4. EARTH LODGE (open weekdays 9-5 June 15-Oct. 1), N. of the Roosevelt Cabin, is a reproduction of the dwellings of the Mandan, Arikara, and Hidatsa, the agricultural tribes who inhabited the valley of the Missouri previous to white settlement of this region. (For description of the earth lodge see Indians and Their Predecessors.) The lodge was built by the State historical society under the direction of Scattered Corn, a Mandan woman, the daughter of Moves Slowly, last of the Mandan Corn priests.
The women of the Indian tribes built the lodges in the river villages, although the men gave them assistance in placing the heavy timbers which supported the thick earth walls. A Mandan legend relates that when the first Mandan village was built under the leadership of the tribal hero, Good Furred Robe, the First Man told them how to build the earth lodges.
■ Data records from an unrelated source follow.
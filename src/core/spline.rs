//! Zentripetale Catmull-Rom-Kurve mit Bogenlängen-Parametrisierung.
//!
//! Die Kurve läuft offen durch alle Kontrollpunkte. Abfragen erfolgen über den
//! globalen Bogenlängen-Anteil `t ∈ [0, 1]`, nicht über den Segment-Index:
//! gleiche Schritte in `t` entsprechen annähernd gleicher Strecke entlang des Pfads.

use glam::Vec3;

/// Standard-Anzahl an Stützstellen pro Segment für die Bogenlängen-Tabelle.
pub const DEFAULT_SAMPLES_PER_SEGMENT: usize = 64;
/// Mindestanzahl an Tabellen-Intervallen, unabhängig von der Segmentanzahl.
const MIN_TABLE_INTERVALS: usize = 200;
/// Knotenabstände unterhalb dieses Werts gelten als zusammenfallende Punkte.
const MIN_KNOT_SPACING: f32 = 1e-4;
/// Ableitungen unterhalb dieser Länge liefern keine Richtung.
const MIN_TANGENT_LENGTH: f32 = 1e-6;

/// Kubisches Polynom eines Kurvensegments: `c0 + c1·t + c2·t² + c3·t³`.
#[derive(Debug, Clone, Copy)]
struct CubicSegment {
    c0: Vec3,
    c1: Vec3,
    c2: Vec3,
    c3: Vec3,
}

impl CubicSegment {
    /// Segment von `p1` nach `p2` mit zentripetaler Knotenverteilung (alpha = 0.5).
    fn centripetal(p0: Vec3, p1: Vec3, p2: Vec3, p3: Vec3) -> Self {
        // |Δp|^0.5 == (|Δp|²)^0.25
        let mut dt0 = p0.distance_squared(p1).powf(0.25);
        let mut dt1 = p1.distance_squared(p2).powf(0.25);
        let mut dt2 = p2.distance_squared(p3).powf(0.25);

        if dt1 < MIN_KNOT_SPACING {
            dt1 = 1.0;
        }
        if dt0 < MIN_KNOT_SPACING {
            dt0 = dt1;
        }
        if dt2 < MIN_KNOT_SPACING {
            dt2 = dt1;
        }

        let t1 = ((p1 - p0) / dt0 - (p2 - p0) / (dt0 + dt1) + (p2 - p1) / dt1) * dt1;
        let t2 = ((p2 - p1) / dt1 - (p3 - p1) / (dt1 + dt2) + (p3 - p2) / dt2) * dt1;

        Self::hermite(p1, p2, t1, t2)
    }

    fn hermite(x0: Vec3, x1: Vec3, t0: Vec3, t1: Vec3) -> Self {
        Self {
            c0: x0,
            c1: t0,
            c2: -3.0 * x0 + 3.0 * x1 - 2.0 * t0 - t1,
            c3: 2.0 * x0 - 2.0 * x1 + t0 + t1,
        }
    }

    fn point(&self, t: f32) -> Vec3 {
        self.c0 + t * (self.c1 + t * (self.c2 + t * self.c3))
    }

    fn derivative(&self, t: f32) -> Vec3 {
        self.c1 + t * (2.0 * self.c2 + 3.0 * t * self.c3)
    }
}

/// Eintrag der Bogenlängen-Tabelle.
#[derive(Debug, Clone, Copy)]
struct ArcSample {
    /// Globaler Kurvenparameter in [0, 1]
    parameter: f32,
    /// Kumulierte Länge bis zu diesem Parameter
    length: f32,
}

/// Glatter Pfad durch eine geordnete Liste von Kontrollpunkten.
///
/// Nach dem Aufbau read-only. Änderungen an den Kontrollpunkten erfordern
/// einen Neuaufbau über [`PathCurve::build`].
#[derive(Debug, Clone)]
pub struct PathCurve {
    control_points: Vec<Vec3>,
    segments: Vec<CubicSegment>,
    table: Vec<ArcSample>,
}

impl PathCurve {
    /// Baut die Kurve. Weniger als zwei Punkte ergeben `None`.
    pub fn build(points: &[Vec3]) -> Option<Self> {
        Self::build_with_samples(points, DEFAULT_SAMPLES_PER_SEGMENT)
    }

    /// Baut die Kurve mit einer vorgegebenen Tabellendichte pro Segment.
    pub fn build_with_samples(points: &[Vec3], samples_per_segment: usize) -> Option<Self> {
        if points.len() < 2 {
            return None;
        }

        let n = points.len();
        let segments: Vec<CubicSegment> = (0..n - 1)
            .map(|seg| {
                // Phantom-Punkte an den Rändern spiegeln, damit die Kurve
                // durch den ersten und letzten Punkt läuft
                let p0 = if seg == 0 {
                    2.0 * points[0] - points[1]
                } else {
                    points[seg - 1]
                };
                let p3 = if seg + 2 < n {
                    points[seg + 2]
                } else {
                    2.0 * points[n - 1] - points[n - 2]
                };
                CubicSegment::centripetal(p0, points[seg], points[seg + 1], p3)
            })
            .collect();

        let mut curve = Self {
            control_points: points.to_vec(),
            segments,
            table: Vec::new(),
        };
        let intervals = (curve.segments.len() * samples_per_segment.max(1)).max(MIN_TABLE_INTERVALS);
        curve.table = curve.build_arc_table(intervals);

        log::debug!(
            "PathCurve gebaut: {} Kontrollpunkte, Länge {:.4}",
            n,
            curve.length_approx()
        );

        Some(curve)
    }

    fn build_arc_table(&self, intervals: usize) -> Vec<ArcSample> {
        let mut table = Vec::with_capacity(intervals + 1);
        let mut prev = self.point_at_parameter(0.0);
        let mut cumulative = 0.0;
        table.push(ArcSample {
            parameter: 0.0,
            length: 0.0,
        });

        for i in 1..=intervals {
            let parameter = i as f32 / intervals as f32;
            let current = self.point_at_parameter(parameter);
            cumulative += current.distance(prev);
            table.push(ArcSample {
                parameter,
                length: cumulative,
            });
            prev = current;
        }

        table
    }

    /// Ordnet einen globalen Parameter dem Segment und dem lokalen Parameter zu.
    fn locate(&self, parameter: f32) -> (&CubicSegment, f32) {
        let count = self.segments.len();
        let scaled = parameter.clamp(0.0, 1.0) * count as f32;
        let index = (scaled.floor() as usize).min(count - 1);
        (&self.segments[index], scaled - index as f32)
    }

    fn point_at_parameter(&self, parameter: f32) -> Vec3 {
        let (segment, local) = self.locate(parameter);
        segment.point(local)
    }

    fn derivative_at_parameter(&self, parameter: f32) -> Vec3 {
        let (segment, local) = self.locate(parameter);
        segment.derivative(local)
    }

    /// Approximierte Gesamtlänge (Polyline über die Bogenlängen-Tabelle).
    pub fn length_approx(&self) -> f32 {
        self.table.last().map(|s| s.length).unwrap_or(0.0)
    }

    /// Wandelt einen Bogenlängen-Anteil in den globalen Kurvenparameter um.
    pub fn parameter_at(&self, t: f32) -> f32 {
        let t = t.clamp(0.0, 1.0);
        let total = self.length_approx();
        if total <= f32::EPSILON || self.table.len() < 2 {
            return t;
        }

        let target = t * total;
        if target <= 0.0 {
            return 0.0;
        }
        if target >= total {
            return 1.0;
        }

        let idx = self
            .table
            .binary_search_by(|sample| {
                sample
                    .length
                    .partial_cmp(&target)
                    .unwrap_or(std::cmp::Ordering::Equal)
            })
            .unwrap_or_else(|i| i.saturating_sub(1))
            .min(self.table.len() - 2);

        let s0 = self.table[idx];
        let s1 = self.table[idx + 1];
        let span = s1.length - s0.length;
        if span.abs() < f32::EPSILON {
            return s0.parameter;
        }

        let ratio = ((target - s0.length) / span).clamp(0.0, 1.0);
        s0.parameter + (s1.parameter - s0.parameter) * ratio
    }

    /// Punkt beim Bogenlängen-Anteil `t`.
    pub fn point_at(&self, t: f32) -> Vec3 {
        self.point_at_parameter(self.parameter_at(t))
    }

    /// Normierte Tangente beim Bogenlängen-Anteil `t`.
    ///
    /// An entarteten Stellen (zusammenfallende Punkte) wird die nächstgelegene
    /// wohldefinierte Tangente verwendet.
    pub fn tangent_at(&self, t: f32) -> Vec3 {
        let parameter = self.parameter_at(t);
        let derivative = self.derivative_at_parameter(parameter);
        if derivative.length() > MIN_TANGENT_LENGTH {
            return derivative.normalize();
        }
        self.nearest_defined_tangent(parameter)
    }

    fn nearest_defined_tangent(&self, parameter: f32) -> Vec3 {
        let steps = self.table.len().max(2) - 1;
        let step = 1.0 / steps as f32;

        for k in 1..=steps {
            let offset = k as f32 * step;
            for candidate in [parameter - offset, parameter + offset] {
                if !(0.0..=1.0).contains(&candidate) {
                    continue;
                }
                let derivative = self.derivative_at_parameter(candidate);
                if derivative.length() > MIN_TANGENT_LENGTH {
                    return derivative.normalize();
                }
            }
        }

        // Alle Punkte identisch: Sehnenrichtung oder feste X-Achse
        let first = self.control_points[0];
        let last = self.control_points[self.control_points.len() - 1];
        (last - first).try_normalize().unwrap_or(Vec3::X)
    }

    /// Kontrollpunkte, aus denen die Kurve gebaut wurde.
    pub fn control_points(&self) -> &[Vec3] {
        &self.control_points
    }

    /// Gleichmäßig (nach Bogenlänge) verteilte Punkte entlang der Kurve.
    pub fn sample_polyline(&self, count: usize) -> Vec<Vec3> {
        let count = count.max(2);
        (0..count)
            .map(|i| self.point_at(i as f32 / (count - 1) as f32))
            .collect()
    }
}
//! Verformtes Netz: Ausgabe-Positionen, Normalen, Bounds und Picking.

use super::bounds::Bounds3;
use super::grid::FlatGrid;
use glam::{Vec2, Vec3};

/// Netz mit den aktuellen (verformten) Positionen eines [`FlatGrid`].
///
/// UVs und Indizes stammen unverändert aus dem Gitter; Normalen und Bounds
/// werden nach jeder Positionsänderung neu berechnet.
#[derive(Debug, Clone)]
pub struct DeformedMesh {
    positions: Vec<Vec3>,
    normals: Vec<Vec3>,
    uvs: Vec<Vec2>,
    indices: Vec<u32>,
    bounds: Option<Bounds3>,
}

impl DeformedMesh {
    /// Erstellt ein Netz mit den flachen Referenzpositionen des Gitters.
    pub fn from_grid(grid: &FlatGrid) -> Self {
        let mut mesh = Self {
            positions: grid.reference_positions().to_vec(),
            normals: Vec::new(),
            uvs: grid.uvs().to_vec(),
            indices: grid.indices().to_vec(),
            bounds: None,
        };
        mesh.recompute_normals();
        mesh.recompute_bounds();
        mesh
    }

    /// Übernimmt neue Positionen und berechnet Normalen und Bounds neu.
    pub fn set_positions(&mut self, positions: Vec<Vec3>) {
        debug_assert_eq!(positions.len(), self.uvs.len());
        self.positions = positions;
        self.recompute_normals();
        self.recompute_bounds();
    }

    /// Mutable Positionen für In-Place-Deformation.
    ///
    /// Danach muss [`DeformedMesh::finish_update`] aufgerufen werden.
    pub fn positions_mut(&mut self) -> &mut Vec<Vec3> {
        &mut self.positions
    }

    /// Schließt eine In-Place-Aktualisierung ab (Normalen + Bounds).
    pub fn finish_update(&mut self) {
        self.recompute_normals();
        self.recompute_bounds();
    }

    /// Flächengewichtete Vertex-Normalen.
    pub fn recompute_normals(&mut self) {
        let mut normals = vec![Vec3::ZERO; self.positions.len()];
        for tri in self.indices.chunks_exact(3) {
            let (a, b, c) = (tri[0] as usize, tri[1] as usize, tri[2] as usize);
            let face = (self.positions[b] - self.positions[a])
                .cross(self.positions[c] - self.positions[a]);
            normals[a] += face;
            normals[b] += face;
            normals[c] += face;
        }
        for normal in &mut normals {
            *normal = normal.try_normalize().unwrap_or(Vec3::Z);
        }
        self.normals = normals;
    }

    /// Bounding-Box der aktuellen Positionen.
    pub fn recompute_bounds(&mut self) {
        self.bounds = Bounds3::from_points(&self.positions);
    }

    /// Aktuelle Positionen.
    pub fn positions(&self) -> &[Vec3] {
        &self.positions
    }

    /// Positionen als Byte-Slice (x, y, z als f32) für den GPU-Upload.
    pub fn position_bytes(&self) -> &[u8] {
        bytemuck::cast_slice(&self.positions)
    }

    /// Vertex-Normalen.
    pub fn normals(&self) -> &[Vec3] {
        &self.normals
    }

    /// Texturkoordinaten.
    pub fn uvs(&self) -> &[Vec2] {
        &self.uvs
    }

    /// Dreiecks-Indizes.
    pub fn indices(&self) -> &[u32] {
        &self.indices
    }

    /// Bounding-Box (None bei leerem Netz).
    pub fn bounds(&self) -> Option<Bounds3> {
        self.bounds
    }

    /// Verschiebt alle Positionen so, dass `center` im Ursprung liegt.
    pub fn recentered(&self, center: Vec3) -> Vec<Vec3> {
        self.positions.iter().map(|p| *p - center).collect()
    }

    /// Ermittelt die UV-Koordinate der Oberfläche an einem Punkt der xy-Ebene.
    ///
    /// Baryzentrischer Test über alle Dreiecke; der erste Treffer gewinnt.
    pub fn pick_uv(&self, point: Vec2) -> Option<Vec2> {
        self.indices.chunks_exact(3).find_map(|tri| {
            let [a, b, c] = [tri[0] as usize, tri[1] as usize, tri[2] as usize];
            let weights = barycentric(
                point,
                self.positions[a].truncate(),
                self.positions[b].truncate(),
                self.positions[c].truncate(),
            )?;
            Some(self.uvs[a] * weights.x + self.uvs[b] * weights.y + self.uvs[c] * weights.z)
        })
    }
}

/// Baryzentrische Gewichte von `p` im Dreieck (a, b, c), `None` außerhalb.
///
/// Funktioniert für beide Umlaufrichtungen; entartete Dreiecke liefern `None`.
pub fn barycentric(p: Vec2, a: Vec2, b: Vec2, c: Vec2) -> Option<Vec3> {
    let v0 = b - a;
    let v1 = c - a;
    let v2 = p - a;
    let denom = v0.perp_dot(v1);
    if denom.abs() < f32::EPSILON {
        return None;
    }
    let w1 = v2.perp_dot(v1) / denom;
    let w2 = v0.perp_dot(v2) / denom;
    let w0 = 1.0 - w1 - w2;
    const EDGE_TOLERANCE: f32 = -1e-5;
    if w0 < EDGE_TOLERANCE || w1 < EDGE_TOLERANCE || w2 < EDGE_TOLERANCE {
        return None;
    }
    Some(Vec3::new(w0, w1, w2))
}
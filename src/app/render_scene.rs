//! Builder für Render-Szenen aus dem AppState.

use crate::app::AppState;
use crate::shared::{HandleMarker, RenderScene};

/// Baut eine RenderScene aus dem aktuellen AppState.
pub fn build(state: &AppState, viewport_size: [f32; 2]) -> RenderScene {
    let mesh = state.live.mesh();

    let handles = state
        .params
        .control_points()
        .iter()
        .enumerate()
        .map(|(index, position)| HandleMarker {
            index,
            position: *position,
            active: state.interaction.handle(index).is_active(),
        })
        .collect();

    let path_polyline = state
        .curve
        .current()
        .map(|curve| curve.sample_polyline(state.options.path_preview_samples))
        .unwrap_or_default();

    RenderScene {
        positions: mesh.positions().to_vec(),
        uvs: mesh.uvs().to_vec(),
        indices: mesh.indices().to_vec(),
        handles,
        path_polyline,
        camera: state.view.camera.clone(),
        viewport_size,
        image_revision: state.image.revision(),
        is_exporting: state.params.is_exporting(),
        handle_radius_px: state.options.handle_radius_px,
        handle_color: state.options.handle_color,
        handle_active_color: state.options.handle_active_color,
        path_color: state.options.path_color,
    }
}
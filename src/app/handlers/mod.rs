//! Feature-Handler für AppCommand-Verarbeitung.
//!
//! Jeder Handler gruppiert die Command-Ausführung eines Feature-Bereichs.
//! Der Controller dispatcht an die passende Handler-Funktion.

pub mod dialog;
pub mod export;
pub mod image;
pub mod interaction;
pub mod params;
pub mod view;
5. GOVERNOR'S MANSION (private), 320 Ave. B, has been the residence of North Dakota Governors since 1893, when the house was purchased by the State from Asa Fisher, wealthy brewer. Governor Eli C. D. Shortridge was the first chief executive to occupy the mansion. Typical of the architecture of the Territorial day in which it was built, the two-story white frame building, with its spacious, high-ceilinged rooms and four fireplaces, has remained unchanged except for the addition of a front porch. The large elm and box elder trees were planted in 1900. During early statehood many important social functions were held in the mansion.
6. CAIRN (private), 912 Mandan St., home of Mr. and Mrs. Clell G. Gannon, is a small house built largely of native boulders, and designed by its owners.
7. HOME OF ALEXANDER McKENZIE (private), 722 5th St., a large white frame house built in the indeterminate, unpedigreed style typical of North Dakota's architecture of the nineties, remains unchanged from the days when it was the home of Alexander McKenzie (1856-1922), spectacular figure of early Bismarck and State history, master politician, ally of the railroads.
Arriving in Bismarck as a young man in the early 1870's, he soon rose to a position of civic and Territorial importance, becoming an unofficial representative of the Northern Pacific Railway. How much McKenzie had to do with moving the Territorial capital from Yankton to Bismarck will perhaps never be known. However, the fact that a Capital Commission was named and given power to move the capital, and the fact that McKenzie secured for himself a place on the commission, are credited to him as among his most able political maneuvers.
Although he held only one public office—sheriff of Burleigh County for 12 years—his influence and the so-called "McKenzie ring" survived all attacks by political reformers. He was active in State politics until his death in 1922.
8. BURLEIGH COUNTY COURTHOUSE, Thayer Ave. between 5th and 6th Sts., is a three-story modern-type building designed by Ira Rush of Minot and constructed of North Dakota concrete-brick faced with Bedford limestone, with a base of pearl pink granite. In the main floor vestibule, wainscoted in marble, is a series of murals by Clell. G. Gannon, Bismarck artist, depicting early county history. A further native note appears in the balustrading of the stairways, where grilled nickel silver forms a graceful design using the stalk, ear, and slender leaf of the corn as motif.
This is the third Burleigh County courthouse to stand on this block. A marker on the west lawn designates the site of the first, a log building built in 1873. It was replaced in 1880 by a brick structure. The present building was erected in 1930.
9. BISMARCK PUBLIC LIBRARY (open weekdays 10:30-9; Oct.-May Sun. 2-5), 519 Thayer Ave., a Carnegie institution, is a vine-covered, red brick Georgian Colonial style building. In addition to having a large and varied selection of magazines, newspapers, and fiction and non-fiction books, it maintains a separate children's division with loan service, reading room, and story hour.